Collected data
● ● ● ● ●
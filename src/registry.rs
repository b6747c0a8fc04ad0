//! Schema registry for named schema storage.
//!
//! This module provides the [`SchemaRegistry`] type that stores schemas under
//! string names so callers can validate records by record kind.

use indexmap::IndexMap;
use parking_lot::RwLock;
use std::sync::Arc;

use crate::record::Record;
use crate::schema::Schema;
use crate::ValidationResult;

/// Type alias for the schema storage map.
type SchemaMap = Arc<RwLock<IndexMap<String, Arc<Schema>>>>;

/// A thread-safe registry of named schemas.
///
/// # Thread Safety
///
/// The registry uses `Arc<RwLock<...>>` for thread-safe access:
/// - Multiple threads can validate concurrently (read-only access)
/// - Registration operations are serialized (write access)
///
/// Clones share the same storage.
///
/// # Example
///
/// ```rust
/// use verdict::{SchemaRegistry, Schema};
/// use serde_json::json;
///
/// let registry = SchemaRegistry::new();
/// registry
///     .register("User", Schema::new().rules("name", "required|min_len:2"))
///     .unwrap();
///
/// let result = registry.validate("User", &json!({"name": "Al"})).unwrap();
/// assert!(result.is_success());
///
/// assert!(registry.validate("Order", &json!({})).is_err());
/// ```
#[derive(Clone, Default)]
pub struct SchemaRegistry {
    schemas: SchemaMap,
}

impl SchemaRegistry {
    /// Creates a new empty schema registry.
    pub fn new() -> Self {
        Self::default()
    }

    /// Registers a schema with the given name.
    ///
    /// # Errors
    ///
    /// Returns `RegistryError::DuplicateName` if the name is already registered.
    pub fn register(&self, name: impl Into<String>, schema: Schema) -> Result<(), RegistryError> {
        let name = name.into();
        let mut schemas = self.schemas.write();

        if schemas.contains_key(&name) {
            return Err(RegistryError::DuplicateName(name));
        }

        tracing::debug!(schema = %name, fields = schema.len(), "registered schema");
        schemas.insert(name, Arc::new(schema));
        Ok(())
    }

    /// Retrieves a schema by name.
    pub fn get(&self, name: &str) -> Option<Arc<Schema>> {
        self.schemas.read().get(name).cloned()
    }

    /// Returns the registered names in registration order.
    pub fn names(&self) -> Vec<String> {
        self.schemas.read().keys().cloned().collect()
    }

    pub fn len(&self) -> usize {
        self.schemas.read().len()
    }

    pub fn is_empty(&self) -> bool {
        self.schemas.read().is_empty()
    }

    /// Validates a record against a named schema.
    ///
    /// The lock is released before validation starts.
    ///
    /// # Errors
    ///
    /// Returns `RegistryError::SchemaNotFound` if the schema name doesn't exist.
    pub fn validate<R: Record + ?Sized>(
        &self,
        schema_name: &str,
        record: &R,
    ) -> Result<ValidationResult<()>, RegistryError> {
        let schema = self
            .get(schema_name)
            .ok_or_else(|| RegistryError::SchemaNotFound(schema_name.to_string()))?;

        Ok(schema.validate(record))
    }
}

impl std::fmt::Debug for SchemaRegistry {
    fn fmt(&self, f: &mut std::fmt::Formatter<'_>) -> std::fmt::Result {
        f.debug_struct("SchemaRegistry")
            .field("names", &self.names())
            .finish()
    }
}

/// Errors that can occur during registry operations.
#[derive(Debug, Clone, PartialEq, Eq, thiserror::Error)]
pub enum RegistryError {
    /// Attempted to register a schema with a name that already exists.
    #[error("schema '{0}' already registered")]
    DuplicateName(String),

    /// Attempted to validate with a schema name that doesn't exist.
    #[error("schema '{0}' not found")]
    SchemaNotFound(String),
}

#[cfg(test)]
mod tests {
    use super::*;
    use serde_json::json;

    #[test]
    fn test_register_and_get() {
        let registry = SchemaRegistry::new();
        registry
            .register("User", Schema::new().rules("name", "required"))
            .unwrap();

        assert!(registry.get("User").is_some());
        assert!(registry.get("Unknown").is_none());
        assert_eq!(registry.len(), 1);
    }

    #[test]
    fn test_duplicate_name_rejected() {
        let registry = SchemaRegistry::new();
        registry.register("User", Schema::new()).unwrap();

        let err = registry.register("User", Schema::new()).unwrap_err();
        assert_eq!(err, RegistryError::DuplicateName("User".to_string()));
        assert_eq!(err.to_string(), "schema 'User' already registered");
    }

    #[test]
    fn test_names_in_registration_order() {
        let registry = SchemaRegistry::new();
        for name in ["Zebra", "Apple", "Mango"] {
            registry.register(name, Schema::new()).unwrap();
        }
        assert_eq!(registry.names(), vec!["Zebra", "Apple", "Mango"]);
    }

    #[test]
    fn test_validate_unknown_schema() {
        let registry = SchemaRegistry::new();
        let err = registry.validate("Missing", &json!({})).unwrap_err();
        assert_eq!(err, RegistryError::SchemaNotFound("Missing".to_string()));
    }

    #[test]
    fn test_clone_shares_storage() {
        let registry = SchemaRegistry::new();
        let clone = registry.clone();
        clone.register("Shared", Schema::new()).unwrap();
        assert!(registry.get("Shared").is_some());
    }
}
● ● ● ● ●
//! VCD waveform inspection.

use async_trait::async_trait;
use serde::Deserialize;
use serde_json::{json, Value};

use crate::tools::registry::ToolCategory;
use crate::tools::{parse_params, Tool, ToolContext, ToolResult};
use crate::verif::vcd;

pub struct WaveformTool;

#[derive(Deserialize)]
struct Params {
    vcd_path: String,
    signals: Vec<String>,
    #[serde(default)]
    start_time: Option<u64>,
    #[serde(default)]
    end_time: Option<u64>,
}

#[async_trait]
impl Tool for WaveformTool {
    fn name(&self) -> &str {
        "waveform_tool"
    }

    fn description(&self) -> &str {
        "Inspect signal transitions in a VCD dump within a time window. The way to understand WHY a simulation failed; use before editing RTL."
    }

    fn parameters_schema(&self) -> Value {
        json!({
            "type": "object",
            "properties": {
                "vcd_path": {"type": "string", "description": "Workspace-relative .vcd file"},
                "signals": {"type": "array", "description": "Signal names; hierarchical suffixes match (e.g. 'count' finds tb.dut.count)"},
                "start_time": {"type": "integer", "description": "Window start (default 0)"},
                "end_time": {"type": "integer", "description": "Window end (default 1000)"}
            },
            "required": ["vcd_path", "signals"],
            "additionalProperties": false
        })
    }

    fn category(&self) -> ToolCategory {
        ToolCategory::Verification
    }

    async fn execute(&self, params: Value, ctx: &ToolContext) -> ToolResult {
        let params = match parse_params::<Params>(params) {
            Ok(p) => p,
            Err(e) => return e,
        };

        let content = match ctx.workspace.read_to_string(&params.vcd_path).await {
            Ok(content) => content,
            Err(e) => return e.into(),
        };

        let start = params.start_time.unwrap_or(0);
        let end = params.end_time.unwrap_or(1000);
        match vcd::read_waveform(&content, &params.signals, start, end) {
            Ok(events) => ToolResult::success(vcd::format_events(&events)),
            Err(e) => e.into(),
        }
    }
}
● ● ● ● ●
• [Work to be completed]: Match on "operations" and copy out every line of the entries that contains it.

• [Written answer]:
/// - Registration operations are serialized (write access)
/// Errors that can occur during registry operations.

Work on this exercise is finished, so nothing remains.